(DATA TO EXAMINE)

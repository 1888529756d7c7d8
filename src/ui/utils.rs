use eframe::egui::{Color32, Context, RichText, Ui, Visuals};

use crate::analysis::CellColor;
use crate::config::PLOT_CONFIG;
use crate::ui::config::UI_CONFIG;

/// Creates a colored heading with uppercase text and monospace font
pub fn colored_heading(text: impl Into<String>) -> RichText {
    let uppercase_text = text.into().to_uppercase() + ":";
    RichText::new(uppercase_text)
        .color(UI_CONFIG.colors.heading)
        .monospace()
}

/// Creates a colored sub-section heading using the configured label color
pub fn colored_subsection_heading(text: impl Into<String>) -> RichText {
    RichText::new(text.into()).color(UI_CONFIG.colors.subsection_heading)
}

/// Sets up custom visuals for the entire application
pub fn setup_custom_visuals(ctx: &Context) {
    let mut visuals = Visuals::dark();

    visuals.window_fill = UI_CONFIG.colors.central_panel;
    visuals.panel_fill = UI_CONFIG.colors.side_panel;

    // Make the widgets stand out a bit more
    visuals.widgets.noninteractive.fg_stroke.color = UI_CONFIG.colors.label;
    visuals.widgets.inactive.fg_stroke.color = UI_CONFIG.colors.label;
    visuals.widgets.hovered.fg_stroke.color = UI_CONFIG.colors.heading;
    visuals.widgets.active.fg_stroke.color = UI_CONFIG.colors.heading;

    ctx.set_visuals(visuals);
}

/// Creates a section heading with standard spacing
pub fn section_heading(ui: &mut Ui, text: impl Into<String>) {
    ui.add_space(10.0);
    ui.heading(colored_heading(text));
    ui.add_space(5.0);
}

/// Creates a separator with standard spacing
pub fn spaced_separator(ui: &mut Ui) {
    ui.add_space(10.0);
    ui.separator();
    ui.add_space(10.0);
}

/// Background for a summary table cell.
pub fn cell_fill(color: CellColor) -> Color32 {
    match color {
        CellColor::Neutral => Color32::TRANSPARENT,
        CellColor::Rgba([r, g, b, _]) => Color32::from_rgb(r, g, b)
            .linear_multiply(PLOT_CONFIG.summary_cell_opacity_pct),
    }
}

/// Green for gains, red for losses.
pub fn signed_color(value: f64) -> Color32 {
    if value < 0.0 {
        UI_CONFIG.colors.negative
    } else {
        UI_CONFIG.colors.positive
    }
}
// User interface components
pub mod app;
pub mod app_async;
pub mod app_state;
pub mod config;
pub mod plot_layers;
pub mod styles;
pub mod ui_panels;
pub mod ui_plot_view;
pub mod ui_render;
pub mod ui_results;
pub mod ui_text;
pub mod utils;

// Re-export main app
pub use app::{AppError, DashboardApp};
pub use config::UI_CONFIG;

(End DATA TO EXAMINE)

INSTRUCTIONS TO FOLLOW — The complete set of entries above must be reproduced verbatim.

RESULT FOR THIS TASK —
repository 1888529756d7c7d8
filename src/ui/utils.rs
use eframe::egui::{Color32, Context, RichText, Ui, Visuals};

use crate::analysis::CellColor;
use crate::config::PLOT_CONFIG;
use crate::ui::config::UI_CONFIG;

/// Creates a colored heading with uppercase text and monospace font
pub fn colored_heading(text: impl Into<String>) -> RichText {
    let uppercase_text = text.into().to_uppercase() + ":";
    RichText::new(uppercase_text)
        .color(UI_CONFIG.colors.heading)
        .monospace()
}

/// Creates a colored sub-section heading using the configured label color
pub fn colored_subsection_heading(text: impl Into<String>) -> RichText {
    RichText::new(text.into()).color(UI_CONFIG.colors.subsection_heading)
}

/// Sets up custom visuals for the entire application
pub fn setup_custom_visuals(ctx: &Context) {
    let mut visuals = Visuals::dark();

    visuals.window_fill = UI_CONFIG.colors.central_panel;
    visuals.panel_fill = UI_CONFIG.colors.side_panel;

    // Make the widgets stand out a bit more
    visuals.widgets.noninteractive.fg_stroke.color = UI_CONFIG.colors.label;
    visuals.widgets.inactive.fg_stroke.color = UI_CONFIG.colors.label;
    visuals.widgets.hovered.fg_stroke.color = UI_CONFIG.colors.heading;
    visuals.widgets.active.fg_stroke.color = UI_CONFIG.colors.heading;

    ctx.set_visuals(visuals);
}

/// Creates a section heading with standard spacing
pub fn section_heading(ui: &mut Ui, text: impl Into<String>) {
    ui.add_space(10.0);
    ui.heading(colored_heading(text));
    ui.add_space(5.0);
}

/// Creates a separator with standard spacing
pub fn spaced_separator(ui: &mut Ui) {
    ui.add_space(10.0);
    ui.separator();
    ui.add_space(10.0);
}

/// Background for a summary table cell.
pub fn cell_fill(color: CellColor) -> Color32 {
    match color {
        CellColor::Neutral => Color32::TRANSPARENT,
        CellColor::Rgba([r, g, b, _]) => Color32::from_rgb(r, g, b)
            .linear_multiply(PLOT_CONFIG.summary_cell_opacity_pct),
    }
}

/// Green for gains, red for losses.
pub fn signed_color(value: f64) -> Color32 {
    if value < 0.0 {
        UI_CONFIG.colors.negative
    } else {
        UI_CONFIG.colors.positive
    }
}
// User interface components
pub mod app;
pub mod app_async;
pub mod app_state;
pub mod config;
pub mod plot_layers;
pub mod styles;
pub mod ui_panels;
pub mod ui_plot_view;
pub mod ui_render;
pub mod ui_results;
pub mod ui_text;
pub mod utils;

// Re-export main app
pub use app::{AppError, DashboardApp};
pub use config::UI_CONFIG;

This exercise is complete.